My friend K and I met in our first year of university – LITTLE did we know what was in store for us! I dragged him to his first hip hop class, he turned to be an amazing dancer and we danced together for four years. We literally lived in the library for a week side by side in two booths when we didn’t know any better. We took a trip to Montreal that was filled with chocolate, tea-time, jive dancing, and drag queens. Working in the same student club, we went under trial by fire keeping things together. We’ve sang our hearts out to 90s music. Amongst all the shenanigans, we’ve kept each other sane during the crazy times.

tiramisu cupcakes

I make it a point to know my friends’ favourite desserts and tiramisu happens to be K’s. In second year I attempted my first tiramisu for his birthday…and it was a disaster. I scoffed at the instruction “after adding custard, wipe bowl very well before adding egg whites”. Wipe bowl between mixes? As if! You’re talking to a lazy student who revered the dishwasher above all other appliances.

That was when I learned that egg whites do not whip when contaminated with egg yolk. No matter how long you beat them.

I panicked. What was I going to do with these hopelessly liquid egg whites? There were FIVE eggs in that recipe! I improvised and added whipped cream, but I was extremely annoyed that my first tiramisu recipe hadn’t gone as planned. I vowed I would have my revenge next year.

tiramisu cupcakes

I hate repeating recipes unless they are exceptional, so when K’s birthday rolled around I wanted to do tiramisu with a twist. I had never made cupcakes before (!) and I was determined to make something amazing. There would be no substitutions this time. These cupcakes exceeded my expectations. The icing uses real mascarpone, making it a rich, tangy, creamy dream. The cupcake itself is light and fluffy; when you bite into it you get the pleasant surprise of the middle being soaked in espresso glaze.

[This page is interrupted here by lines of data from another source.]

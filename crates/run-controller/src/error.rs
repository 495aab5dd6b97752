//! Error taxonomy for the run engine.
//!
//! Validation errors are fatal and surface to the caller. Backend failures are
//! wrapped into a single [`FrameworkError`] carrying the raw server message.
//! Observation failures never leave the monitor.

use thiserror::Error;

use crate::lifecycle::RunState;
use crate::store::StoreError;

#[derive(Error, Debug)]
pub enum Error {
    #[error("invalid argument: {0}")]
    InvalidArgument(String),

    #[error("spec not found for runtime={runtime} kind={kind} entity={entity}")]
    SpecNotFound {
        runtime: String,
        kind: String,
        entity: String,
    },

    #[error("invalid spec: {0}")]
    InvalidSpec(String),

    #[error("Configuration error: {0}")]
    ConfigError(String),

    #[error("{0} not found: {1}")]
    NotFound(&'static str, String),

    #[error("invalid transition from {current} to {target} (available: {available:?})")]
    InvalidTransition {
        current: RunState,
        target: RunState,
        available: Vec<RunState>,
    },

    #[error(transparent)]
    Framework(#[from] FrameworkError),

    #[error("Store error: {0}")]
    Store(#[from] StoreError),

    #[error("Serialization error: {0}")]
    Serialization(#[from] serde_json::Error),

    #[error("Kubernetes API error: {0}")]
    KubeError(#[from] kube::Error),
}

pub type Result<T, E = Error> = std::result::Result<T, E>;

impl Error {
    /// Validation problems that retrying cannot fix.
    pub fn is_fatal(&self) -> bool {
        matches!(
            self,
            Error::InvalidArgument(_)
                | Error::SpecNotFound { .. }
                | Error::InvalidSpec(_)
                | Error::ConfigError(_)
        )
    }

    pub fn is_not_found(&self) -> bool {
        matches!(
            self,
            Error::NotFound(..) | Error::Framework(FrameworkError::NotFound { .. })
        )
    }
}

impl From<crate::fsm::InvalidTransitionError<RunState>> for Error {
    fn from(err: crate::fsm::InvalidTransitionError<RunState>) -> Self {
        Error::InvalidTransition {
            current: err.current,
            target: err.target,
            available: err.available,
        }
    }
}

/// Failure talking to the backing cluster.
#[derive(Error, Debug, Clone, PartialEq, Eq)]
pub enum FrameworkError {
    #[error("{kind} {name} not found")]
    NotFound { kind: String, name: String },

    #[error("k8s error ({code}): {message}")]
    Backend { code: u16, message: String },

    #[error("k8s error: {0}")]
    Transport(String),
}

impl FrameworkError {
    /// Map a client error for the named object, keeping the server message.
    pub fn from_kube(err: &kube::Error, kind: &str, name: &str) -> Self {
        match err {
            kube::Error::Api(response) if response.code == 404 => FrameworkError::NotFound {
                kind: kind.to_string(),
                name: name.to_string(),
            },
            kube::Error::Api(response) => FrameworkError::Backend {
                code: response.code,
                message: response.message.clone(),
            },
            other => FrameworkError::Transport(other.to_string()),
        }
    }

    pub fn is_not_found(&self) -> bool {
        matches!(self, FrameworkError::NotFound { .. })
    }
}

/// True when the client error is an API response with the given status code.
pub fn is_status(err: &kube::Error, code: u16) -> bool {
    matches!(err, kube::Error::Api(response) if response.code == code)
}

#[cfg(test)]
mod tests {
    use super::*;
    use kube::core::ErrorResponse;

    fn api_error(code: u16, message: &str) -> kube::Error {
        kube::Error::Api(ErrorResponse {
            status: "Failure".into(),
            message: message.into(),
            reason: "Test".into(),
            code,
        })
    }

    #[test]
    fn not_found_is_typed() {
        let err = FrameworkError::from_kube(&api_error(404, "jobs \"x\" not found"), "Job", "x");
        assert!(err.is_not_found());
        assert_eq!(err.to_string(), "Job x not found");
    }

    #[test]
    fn backend_error_keeps_server_message() {
        let err = FrameworkError::from_kube(&api_error(422, "spec.template invalid"), "Job", "x");
        assert_eq!(
            err,
            FrameworkError::Backend {
                code: 422,
                message: "spec.template invalid".into()
            }
        );
        assert!(err.to_string().contains("spec.template invalid"));
    }

    #[test]
    fn fatal_classification() {
        assert!(Error::InvalidArgument("x".into()).is_fatal());
        assert!(!Error::Framework(FrameworkError::Transport("x".into())).is_fatal());
        assert!(Error::NotFound("run", "r1".into()).is_not_found());
    }

    #[test]
    fn status_helper_matches_code() {
        assert!(is_status(&api_error(409, "exists"), 409));
        assert!(!is_status(&api_error(500, "boom"), 409));
    }
}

Everyone swooned, my friends declared them the best cupcakes they had ever had, but most importantly K loved them. After all the crazy adventures and sleepless nights I’m not sure if I properly expressed how much I care about this guy, but tiramisu cupcakes are a pretty good place to start.

tiramisu cupcakes

Heavenly Tiramisu Cupcakes (adapted from Epicurious)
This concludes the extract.